Search the listing below for the word "UnevenRow", and copy every line in which it turns up.

◆ ◆ ◆ ◆ ◆ ◆ ◆

//! Splits a step description into display text and an inline table.
//!
//! Only one dialect is accepted: every row is wrapped in single pipes and
//! adjacent rows meet as `||`. Line breaks are ignored, so both of these are
//! the same table:
//!
//! ```text
//! A step: |a|b||1|2|
//!
//! A step:
//! | a | b |
//! | 1 | 2 |
//! ```
//!
//! The legacy `||Header||` form yields an empty leading header and is
//! rejected with [`TableError::EmptyHeader`].

use std::collections::HashMap;

use crate::errors::TableError;
use crate::table::{Row, Table};

const CELL_DELIMITER: char = '|';
const ROW_DELIMITER: &str = "||";

/// Redirects header names to different row keys before projection.
///
/// # Examples
///
/// ```
/// use inline_gherkin_table::HeaderOverrides;
///
/// let mut overrides = HeaderOverrides::new();
/// overrides.insert("my business int", "someInt");
/// assert_eq!(overrides.resolve("my business int"), "someInt");
/// assert_eq!(overrides.resolve("other"), "other");
/// ```
#[derive(Debug, Clone, Default, PartialEq, Eq)]
pub struct HeaderOverrides {
    names: HashMap<String, String>,
}

impl HeaderOverrides {
    /// Creates an empty override table.
    #[must_use]
    pub fn new() -> Self {
        Self::default()
    }

    /// Redirects `header` to `field`, replacing any earlier redirection.
    pub fn insert(&mut self, header: impl Into<String>, field: impl Into<String>) {
        self.names.insert(header.into(), field.into());
    }

    /// Returns the key a header maps to.
    #[must_use]
    pub fn resolve<'a>(&'a self, header: &'a str) -> &'a str {
        self.names.get(header).map_or(header, String::as_str)
    }

    /// Returns `true` when no overrides are registered.
    #[must_use]
    pub fn is_empty(&self) -> bool {
        self.names.is_empty()
    }
}

/// A step description split into display text and its optional table.
#[derive(Debug, Clone, PartialEq, Eq)]
pub struct ParsedStep {
    /// Description with the table text removed.
    pub description: String,
    /// The parsed table, when the description contains one.
    pub table: Option<Table<Row>>,
}

fn table_start(text: &str) -> Option<usize> {
    let start = text.find(CELL_DELIMITER)?;
    text.get(start..)
        .is_some_and(|rest| rest.contains(ROW_DELIMITER))
        .then_some(start)
}

fn without_line_breaks(raw: &str) -> String {
    raw.chars().filter(|c| !matches!(c, '\n' | '\r')).collect()
}

/// Returns the description with any inline table removed.
///
/// Text without a table is returned unchanged.
///
/// # Examples
///
/// ```
/// use inline_gherkin_table::strip_table;
///
/// assert_eq!(strip_table("Some step: |a||1|"), "Some step:");
/// assert_eq!(strip_table("plain | text"), "plain | text");
/// ```
#[must_use]
pub fn strip_table(raw: &str) -> &str {
    let flat = without_line_breaks(raw);
    if table_start(&flat).is_none() {
        return raw;
    }
    raw.split_once(CELL_DELIMITER)
        .map_or(raw, |(description, _)| description.trim_end())
}

/// Parses a step description, extracting the inline table if present.
///
/// # Errors
///
/// Returns [`TableError`] when a table is present but malformed: missing
/// outer pipes, no body row, a blank header, or a row whose cell count
/// differs from the header count.
///
/// # Examples
///
/// ```
/// use inline_gherkin_table::{parse_step, HeaderOverrides};
///
/// let parsed = parse_step("Given numbers:\n| n |\n| 1 |\n| 2 |", &HeaderOverrides::new())
///     .unwrap();
/// assert_eq!(parsed.description, "Given numbers:");
/// assert_eq!(parsed.table.map(|t| t.len()), Some(2));
/// ```
pub fn parse_step(raw: &str, overrides: &HeaderOverrides) -> Result<ParsedStep, TableError> {
    let flat = without_line_breaks(raw);
    let Some(start) = table_start(&flat) else {
        return Ok(ParsedStep {
            description: raw.to_owned(),
            table: None,
        });
    };
    let (_, table_text) = flat.split_at(start);
    let table = parse_table(table_text.trim(), overrides)?;
    Ok(ParsedStep {
        description: strip_table(raw).to_owned(),
        table: Some(table),
    })
}

fn parse_table(text: &str, overrides: &HeaderOverrides) -> Result<Table<Row>, TableError> {
    let malformed = || TableError::Malformed { raw: text.to_owned() };
    let inner = text
        .strip_prefix(CELL_DELIMITER)
        .and_then(|rest| rest.strip_suffix(CELL_DELIMITER))
        .ok_or_else(malformed)?;

    let mut segments = inner.split(ROW_DELIMITER);
    let headers = segments.next().map(split_cells).ok_or_else(malformed)?;
    if let Some(position) = headers.iter().position(String::is_empty) {
        return Err(TableError::EmptyHeader {
            column_index: position + 1,
            raw: text.to_owned(),
        });
    }

    let keys: Vec<String> = headers
        .iter()
        .map(|header| overrides.resolve(header).to_owned())
        .collect();

    let mut rows = Vec::new();
    for (index, segment) in segments.enumerate() {
        let cells = split_cells(segment);
        if cells.len() != headers.len() {
            return Err(TableError::UnevenRow {
                row_number: index + 2,
                expected: headers.len(),
                actual: cells.len(),
                raw: text.to_owned(),
            });
        }
        rows.push(Row::new(keys.iter().cloned().zip(cells).collect()));
    }
    if rows.is_empty() {
        return Err(malformed());
    }

    log::trace!("parsed table with {} columns and {} rows", headers.len(), rows.len());
    Ok(Table::new(headers, rows))
}

fn split_cells(segment: &str) -> Vec<String> {
    segment
        .split(CELL_DELIMITER)
        .map(|cell| cell.trim().to_owned())
        .collect()
}

#[cfg(test)]
mod tests {
    use super::*;
    use rstest::rstest;

    fn parse(raw: &str) -> Result<ParsedStep, TableError> {
        parse_step(raw, &HeaderOverrides::new())
    }

    #[rstest]
    #[case("Some step without table")]
    #[case("a | lone pipe")]
    #[case("")]
    fn text_without_row_delimiter_has_no_table(#[case] raw: &str) {
        let Ok(parsed) = parse(raw) else {
            panic!("plain text should parse");
        };
        assert_eq!(parsed.description, raw);
        assert!(parsed.table.is_none());
        assert_eq!(strip_table(raw), raw);
    }

    #[test]
    fn single_line_table_splits_rows() {
        let Ok(parsed) = parse("Data:|Header1|Header2|Header3||value1 |value2 |value3 |") else {
            panic!("table should parse");
        };
        assert_eq!(parsed.description, "Data:");
        let Some(table) = parsed.table else {
            panic!("table expected");
        };
        assert_eq!(table.headers(), ["Header1", "Header2", "Header3"]);
        let Some(row) = table.row(0) else {
            panic!("one row expected");
        };
        assert_eq!(row.get("Header2"), Some("value2"));
    }

    #[test]
    fn blank_cells_are_kept() {
        let Ok(parsed) = parse("|a|b|c||7|false|   |") else {
            panic!("table should parse");
        };
        let cells: Vec<_> = parsed
            .table
            .iter()
            .flat_map(|t| t.rows().iter())
            .flat_map(|row| row.iter().map(|(_, v)| v.to_owned()))
            .collect();
        assert_eq!(cells, ["7", "false", ""]);
    }

    #[test]
    fn overrides_rename_row_keys_but_not_headers() {
        let mut overrides = HeaderOverrides::new();
        overrides.insert("my int", "someInt");
        let Ok(parsed) = parse_step("|my int||23|", &overrides) else {
            panic!("table should parse");
        };
        let Some(table) = parsed.table else {
            panic!("table expected");
        };
        assert_eq!(table.headers(), ["my int"]);
        assert_eq!(table.row(0).and_then(|r| r.get("someInt")), Some("23"));
        assert_eq!(table.row(0).and_then(|r| r.get("my int")), None);
    }

    #[rstest]
    #[case("|a|b||1|", 2, 2, 1)]
    #[case("|a||1|2|", 2, 1, 2)]
    #[case("|a|b||1|2||3|4|5|", 3, 2, 3)]
    fn uneven_rows_are_rejected(
        #[case] raw: &str,
        #[case] row_number: usize,
        #[case] expected: usize,
        #[case] actual: usize,
    ) {
        let Err(err) = parse(raw) else {
            panic!("uneven table must fail");
        };
        assert_eq!(
            err,
            TableError::UnevenRow {
                row_number,
                expected,
                actual,
                raw: raw.to_owned(),
            }
        );
    }

    #[test]
    fn legacy_double_pipe_header_is_rejected() {
        let Err(err) = parse("Step:||Header1|Header2||| v1 | v2 |") else {
            panic!("legacy dialect must fail");
        };
        assert!(matches!(err, TableError::EmptyHeader { column_index: 1, .. }));
    }

    #[test]
    fn trailing_text_after_table_is_malformed() {
        let Err(err) = parse("Step: |a||1| trailing") else {
            panic!("unterminated table must fail");
        };
        assert!(matches!(err, TableError::Malformed { .. }));
    }
}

◆ ◆ ◆ ◆ ◆ ◆ ◆

Task solution ->
            return Err(TableError::UnevenRow {
            TableError::UnevenRow {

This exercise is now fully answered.